Wipro's 4QFY12 results were disappointing. IT services volumes grew by 0.8% QoQ and came in below our estimates. The management has attributed this to some temporary softness in India business. EBIT margins in the IT services business were flat QoQ. The realisations were higher, though. In 3Q, realisations had improved by about 4% QoQ on the back of improved efficiencies in the fixed priced projects. The revenue growth guidance for 1QFY13 at (-1%) - 1% in USD terms is lower than expectations and also lower than what was provided by Infosys.

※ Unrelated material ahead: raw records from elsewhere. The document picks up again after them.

//! Greenlight - approval request detail frontend.
//!
//! Renders one approval request in the terminal and lets the user approve
//! or deny it. The request arrives as a JSON file (the serialized
//! `ApprovalRequest` form) or via `--demo`; decisions run against a
//! simulated SDK since the real one is supplied by a hosting application.

#![deny(unsafe_code)]
#![warn(missing_docs)]
#![deny(clippy::all)]
#![warn(unreachable_pub)]
#![deny(clippy::unwrap_used)]
#![cfg_attr(test, allow(clippy::unwrap_used))]

use std::path::PathBuf;
use std::sync::Arc;

use anyhow::{Context, bail};
use clap::Parser;
use tracing_subscriber::EnvFilter;

use greenlight_core::ApprovalRequest;
use greenlight_tui::demo::{DemoAuthClient, DemoImageLoader, DemoOutcome, demo_request};
use greenlight_tui::terminal::{init_terminal, restore_terminal};
use greenlight_tui::{App, FrontendConfig};

/// Greenlight - approval request detail frontend.
#[derive(Parser)]
#[command(name = "greenlight")]
#[command(author, version, about, long_about = None)]
struct Cli {
    /// Path to a serialized approval request (JSON).
    request: Option<PathBuf>,

    /// Path to a configuration file (TOML).
    #[arg(short, long)]
    config: Option<PathBuf>,

    /// Use the bundled demo request.
    #[arg(long)]
    demo: bool,

    /// Simulate an SDK failure for every decision.
    #[arg(long)]
    fail: bool,

    /// Simulate a deleted device registration (implies failures).
    #[arg(long)]
    deregistered: bool,
}

#[tokio::main]
async fn main() -> anyhow::Result<()> {
    tracing_subscriber::fmt()
        .with_env_filter(
            EnvFilter::try_from_default_env()
                .unwrap_or_else(|_| EnvFilter::new("warn,greenlight_tui=info")),
        )
        .with_writer(std::io::stderr)
        .init();

    let cli = Cli::parse();
    let config = FrontendConfig::load(cli.config.as_deref())?;

    let request: ApprovalRequest = if let Some(path) = &cli.request {
        let raw = std::fs::read_to_string(path)
            .with_context(|| format!("reading request from {}", path.display()))?;
        serde_json::from_str(&raw)
            .with_context(|| format!("parsing request from {}", path.display()))?
    } else if cli.demo {
        demo_request()
    } else {
        bail!("provide a request file or pass --demo");
    };

    let outcome = if cli.deregistered {
        DemoOutcome::FailDeregistered
    } else if cli.fail {
        DemoOutcome::Fail
    } else {
        DemoOutcome::Succeed
    };
    let client = Arc::new(DemoAuthClient::new(outcome));
    let loader = Arc::new(DemoImageLoader::new());

    let mut terminal = init_terminal()?;
    let mut app = App::new(request, client, loader, config);
    let result = app.run(&mut terminal).await;
    restore_terminal(&mut terminal)?;

    result.map_err(Into::into)
}
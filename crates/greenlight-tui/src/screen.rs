//! The approval-request detail screen.
//!
//! Owns one [`ApprovalRequest`] for the lifetime of the screen. `bind`
//! recomputes the full render state (idempotent, since the failure-refresh
//! path re-invokes it with the same in-memory request); approve/deny dispatch
//! exactly one background SDK call each and consume the outcome at a single
//! resumption point on the UI loop.

use std::sync::Arc;

use chrono::{DateTime, Utc};
use crossterm::event::{KeyCode, KeyEvent};
use tokio::sync::mpsc::UnboundedSender;
use tracing::{error, warn};

use greenlight_core::{
    ApprovalRequest, AuthClient, ImageLoader, LogoArt, RegistrationReason,
};

use crate::config::FrontendConfig;
use crate::event::{ActionOutcome, AppEvent, ApprovalAction, Nav};
use crate::notice::{Notice, NoticeAction, NoticeKind};
use crate::render::RenderState;

/// The detail screen for one approval request.
pub struct DetailScreen {
    request: ApprovalRequest,
    client: Arc<dyn AuthClient>,
    loader: Arc<dyn ImageLoader>,
    events: UnboundedSender<AppEvent>,
    config: FrontendConfig,
    generation: u64,
    render: RenderState,
    logo: LogoArt,
    in_flight: Option<ApprovalAction>,
    notice: Option<Notice>,
    torn_down: bool,
}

Broader management commentary suggests comfort with respect to CY12 budgets and increase in outsourcing / off-shoring. Discretionary spends are under stress in some sectors, we understand.
We modify earnings to account for the 4QFY12 results - expect FY13E EPS at Rs.26 (Rs.27 earlier), on the back of marginally lower volume growth assumptions. We maintain ACCUMULATE rating with a price target of Rs.421 (Rs.438) based on FY13E earnings. We prefer TCS and Infosys over Wipro. Our exit multiple for Wipro is at a discount to TCS and equal to Infosys. Higher success in driving incremental growth from large accounts, stability in average realisations and sustained higher margins may make us more positive on the company. Higher-than-expected appreciation in the INR and a slower-than-anticipated recovery in user economies pose downside risks to our estimates.